Kaltio is a bimonthly Finnish cultural magazine based in Oulu, Finland. It has been in circulation since 1945 making it one of the earliest magazines in Finland. In fact, it is the only national cultural magazine that has been published regularly outside the Helsinki Metropolitan Area for a long time. The title of the magazine is a reference to a spring specific to the region which always has fresh water.

==History and profile==
Kaltio was started in Spring 1945 by two journalists and war veterans Atte Kalajoki and Reino Rinne in Oulu. The purpose in establishing the magazine was to reconstruct the culture of Northern Finland or Lapland following World War II. Atte Kalajoki is also founding editor-in-chief of the magazine which he held until 1963. The first issue appeared in April 1945. Between 1953 and 1954, Kaltio published articles in German, English and Danish. The magazine covered the text-based articles published in black-and-white until 1999 when it was redesigned as a full colour publication. Since then the covers of Kaltio have featured Northern Finnish artists and their work.

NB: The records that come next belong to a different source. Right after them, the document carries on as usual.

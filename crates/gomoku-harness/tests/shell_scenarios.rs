//! End-to-end scenarios for the frame loop.
//!
//! # Test Strategy
//!
//! Each test scripts what a user does, one batch of input per tick:
//! 1. Build the app through the public builders
//! 2. Run it against a [`SimBackend`]
//! 3. Inspect the recorded draw calls
//!
//! # Oracle Pattern
//!
//! Tests end with oracle checks that verify:
//! - The backend was torn down exactly once
//! - The presented frames reflect the overlay state
//! - The board and session reflect the input that reached them

use std::time::Duration;

use gomoku_app::{
    App, AppBuilder, AppPhase, CellState, Color, Coordinate, GameBuilder, InputEvent, Key,
    MenuBuilder, MenuOutcome, PlayerKind, RenderBackend, RunError, Seat, SurfaceHandle,
};
use gomoku_harness::{DrawCall, SimBackend, SimBackendError};

fn gomoku_app() -> App {
    let builder = AppBuilder::new()
        .set_windows_size(800, 600)
        .set_menu_title("Gomoku")
        .set_menu_dark_theme()
        .add_menu_button("1 vs 1", |ctx| {
            if let Ok(builder) = GameBuilder::new().set_players_only_human() {
                ctx.start_game(builder.build());
            }
        })
        .add_menu_button("AI vs AI", |ctx| {
            if let Ok(builder) = GameBuilder::new().set_players_only_ai() {
                ctx.start_game(builder.build());
            }
        })
        .add_menu_close_button("Resume")
        .add_menu_quit_button();

    let Ok(app) = builder.build() else {
        unreachable!("valid configuration");
    };
    app
}

/// Centre of `cell` in window units.
fn click(app: &App, x: u32, y: u32) -> InputEvent {
    let rect = app.layout().cell_rect(Coordinate::from_unsigned(x, y)).unwrap_or_default();
    InputEvent::Click(Coordinate::from_unsigned(rect.x + rect.width / 2, rect.y + rect.height / 2))
}

fn key(key: Key) -> InputEvent {
    InputEvent::KeyDown(key)
}

fn has_menu(frame: &[DrawCall]) -> bool {
    frame.iter().any(|c| matches!(c, DrawCall::Menu(_)))
}

fn stones(frame: &[DrawCall], color: Color) -> usize {
    // Stones are the only fills smaller than the window
    frame
        .iter()
        .filter(|c| {
            matches!(c, DrawCall::Fill { color: fill, rect } if *fill == color && rect.width < 800)
        })
        .count()
}

#[test]
fn quit_on_first_tick() {
    let mut backend = SimBackend::scripted([vec![InputEvent::Quit]]);
    let mut app = gomoku_app();

    assert!(app.run(&mut backend).is_ok());

    // The quitting tick still renders once, nothing after it
    assert_eq!(backend.polls(), 1);
    assert_eq!(backend.presents(), 1);
    assert!(backend.last_frame().is_some_and(has_menu));
    assert_eq!(backend.clock(), Duration::ZERO);
    assert_eq!(backend.teardowns(), 1);
    assert_eq!(app.frames_presented(), 1);
    assert_eq!(app.phase(), AppPhase::Stopped);
}

#[test]
fn quit_tick_handles_remaining_events() {
    let mut app = gomoku_app();
    let a = click(&app, 7, 7);
    let mut backend = SimBackend::scripted([vec![InputEvent::Quit, key(Key::Enter), a]]);

    assert!(app.run(&mut backend).is_ok());

    // Game started and stone placed after the quit, both visible in the last frame
    assert_eq!(backend.presents(), 1);
    assert_eq!(app.board().stone_count(), 1);
    let last = backend.last_frame().unwrap_or_default();
    assert!(!has_menu(last));
    assert_eq!(stones(last, Color::BLACK), 1);
}

#[test]
fn menu_shown_until_game_starts() {
    let mut backend = SimBackend::scripted([vec![], vec![key(Key::Enter)], vec![]]);
    let mut app = gomoku_app();

    assert!(app.run(&mut backend).is_ok());

    let frames = backend.frames();
    assert_eq!(frames.len(), 4);
    assert!(has_menu(frames[0]));
    assert!(frames[1..].iter().all(|f| !has_menu(f)));

    let session = app.session();
    let first = session.and_then(|g| g.player(Seat::First)).map(|p| p.kind());
    assert_eq!(first, Some(PlayerKind::Human));
    assert_eq!(session.map(|g| g.turn_count()), Some(0));
}

#[test]
fn menu_instance_matches_configuration() {
    let mut backend = SimBackend::scripted([vec![]]);
    let mut app = gomoku_app();

    assert!(app.run(&mut backend).is_ok());

    let menus = backend.menus_rendered();
    assert_eq!(menus.len(), 2);
    assert_eq!(menus[0].title(), "Gomoku");
    assert_eq!(menus[0].entries(), ["1 vs 1", "AI vs AI", "Resume", "Quit"]);
    assert_eq!(menus[0].size(), Coordinate::from_unsigned(800, 600));
    assert_eq!(backend.surfaces(), [Coordinate::from_unsigned(800, 600)]);
}

#[test]
fn overlay_key_mid_game_blocks_clicks() {
    let mut app = gomoku_app();
    let a = click(&app, 3, 3);
    let b = click(&app, 4, 4);
    let c = click(&app, 5, 5);
    let mut backend = SimBackend::scripted([
        vec![key(Key::Enter)],
        vec![a],
        vec![key(Key::Esc)],
        vec![b, key(Key::Esc)],
        vec![key(Key::Down), key(Key::Down), key(Key::Enter)],
        vec![c],
    ]);

    assert!(app.run(&mut backend).is_ok());

    let frames = backend.frames();
    assert_eq!(frames.len(), 7);
    assert_eq!(stones(frames[1], Color::BLACK), 1);
    // Overlay enabled on the render right after the key
    assert!(has_menu(frames[2]));
    // Pressing the key again leaves it up
    assert!(has_menu(frames[3]));
    // Only Resume closes it
    assert!(!has_menu(frames[4]));
    assert!(!has_menu(frames[5]));

    // The click while the overlay was up never reached the board
    let grid = app.board().grid();
    assert_eq!(grid.get(Coordinate::from_unsigned(3, 3)), Some(CellState::Black));
    assert_eq!(grid.get(Coordinate::from_unsigned(4, 4)), Some(CellState::Empty));
    assert_eq!(grid.get(Coordinate::from_unsigned(5, 5)), Some(CellState::White));
    assert_eq!(app.session().map(|g| g.turn_count()), Some(2));
    assert_eq!(stones(frames[5], Color::WHITE), 1);
}

#[test]
fn quit_button_stops_loop() {
    let mut backend = SimBackend::scripted([
        vec![key(Key::Down)],
        vec![key(Key::Down), key(Key::Down), key(Key::Enter)],
    ]);
    let mut app = gomoku_app();

    assert!(app.run(&mut backend).is_ok());

    assert_eq!(backend.presents(), 2);
    assert_eq!(backend.polls(), 2);
    assert_eq!(app.phase(), AppPhase::Stopped);
    assert!(backend.is_torn_down());
}

#[test]
fn new_game_clears_board() {
    let mut app = gomoku_app();
    let a = click(&app, 0, 0);
    let mut backend = SimBackend::scripted([
        vec![key(Key::Enter), a],
        vec![key(Key::Esc), key(Key::Down), key(Key::Enter)],
    ]);

    assert!(app.run(&mut backend).is_ok());

    assert_eq!(app.board().stone_count(), 0);
    let first = app.session().and_then(|g| g.current_player()).map(|p| p.kind());
    assert_eq!(first, Some(PlayerKind::Ai));
}

#[test]
fn backend_failure_still_tears_down() {
    let mut backend = SimBackend::scripted([vec![], vec![]]);
    backend.fail_next_present();
    let mut app = gomoku_app();

    let result = app.run(&mut backend);

    assert!(matches!(result, Err(RunError::Backend(SimBackendError::Injected("present")))));
    assert_eq!(backend.teardowns(), 1);
    assert_eq!(app.phase(), AppPhase::Stopped);
    assert_eq!(app.frames_presented(), 0);
}

#[test]
fn poll_failure_still_tears_down() {
    let mut backend = SimBackend::new();
    backend.fail_next_poll();
    let mut app = gomoku_app();

    assert!(matches!(app.run(&mut backend), Err(RunError::Backend(_))));
    assert_eq!(backend.teardowns(), 1);
}

#[test]
fn second_run_rejected() {
    let mut backend = SimBackend::new();
    let mut app = gomoku_app();

    assert!(app.run(&mut backend).is_ok());
    assert!(matches!(app.run(&mut backend), Err(RunError::InvalidPhase(AppPhase::Stopped))));
    assert_eq!(backend.teardowns(), 1);
    assert_eq!(backend.surfaces().len(), 1);
}

#[test]
fn virtual_clock_advances_per_frame() {
    let mut backend = SimBackend::new();
    for _ in 0..3 {
        backend.push_tick(vec![]);
    }
    let Ok(mut app) = AppBuilder::new().build() else {
        unreachable!("valid configuration");
    };

    assert!(app.run(&mut backend).is_ok());

    // The quitting frame does not wait for another tick
    assert_eq!(app.frames_presented(), 4);
    assert_eq!(backend.clock(), app.last_dt() * 3);
    assert!(!app.last_dt().is_zero());
}

#[test]
fn modal_menu_requires_instance() {
    let mut backend = SimBackend::new();
    let Ok(mut menu) = MenuBuilder::new().add_quit_button().into_menu() else {
        unreachable!("valid configuration");
    };

    assert!(matches!(menu.run(&mut backend), Err(RunError::MenuNotBuilt(_))));
    assert!(matches!(menu.render(&mut backend), Err(RunError::MenuNotBuilt(_))));
    assert_eq!(backend.polls(), 0);
}

#[test]
fn modal_menu_returns_selection() {
    let mut backend = SimBackend::scripted([vec![], vec![key(Key::Down), key(Key::Enter)]]);
    let surface = backend.surfaces().len() as u32;
    let Ok(mut menu) = MenuBuilder::new()
        .set_title("Gomoku")
        .add_close_button("Resume")
        .add_button("Rules", |_| {})
        .set_surface(SurfaceHandle::new(surface))
        .build()
    else {
        unreachable!("valid configuration");
    };
    assert!(backend.create_surface(menu.size()).is_ok());

    let outcome = menu.run(&mut backend);

    let Ok(MenuOutcome::Selected(selection)) = outcome else {
        unreachable!("second tick selects an entry");
    };
    assert_eq!(selection.name, "Rules");
    assert!(!selection.context.menu_closed());
    assert!(menu.is_enabled());
    assert_eq!(backend.presents(), 1);
    assert_eq!(backend.menus_rendered().len(), 1);
}

#[test]
fn modal_menu_quits_on_signal() {
    let mut backend = SimBackend::new();
    let Ok(mut menu) = MenuBuilder::new().add_quit_button().build() else {
        unreachable!("valid configuration");
    };

    assert!(matches!(menu.run(&mut backend), Ok(MenuOutcome::Quit)));
    assert!(menu.is_built());
}

#[test]
fn modal_menu_without_surface_presents_its_own() {
    let mut backend = SimBackend::scripted([vec![], vec![], vec![]]);
    let Ok(mut menu) = MenuBuilder::new().set_size(400, 300).add_quit_button().build() else {
        unreachable!("valid configuration");
    };

    assert!(matches!(menu.run(&mut backend), Ok(MenuOutcome::Quit)));

    assert_eq!(backend.surfaces(), [Coordinate::from_unsigned(400, 300)]);
    assert_eq!(backend.presents(), 3);
    let drawn_on = backend.menus_rendered().iter().map(|i| i.surface()).collect::<Vec<_>>();
    assert_eq!(drawn_on, [Some(SurfaceHandle::new(0)); 3]);
    assert_eq!(menu.surface(), Some(SurfaceHandle::new(0)));
}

Kaltio is published six times per year. The tone and style of the magazine have varied based on the approaches of its editors-in-chief. The magazine has attempted to remain neutral in terms of politics, but during the editorship of Turo Manninen between 1967 and 1972 Kaltio was close to left-wing movements. The other editors-in-chief of the magazine include Tuomo Jämsä (1984–1986), Tuure Holopainen (1988–1995) and Martti T. Asunmaa (1973–1983). Another editor-in-chief was Jussi Vilkun who served in the post during the early 2000s. He was removed from the post in February 2006 when he allowed to publish a cartoon featuring the Prophet Muhammad in the website of Kaltio. Following the publication of this caricature some companies ended their advertisement contracts with the magazine. As of 2020 Paavo J. Heinonen was the editor-in-chief of the magazine since 2010.

As of 2006 Kaltio had nearly 2,000 subscribers in Finland.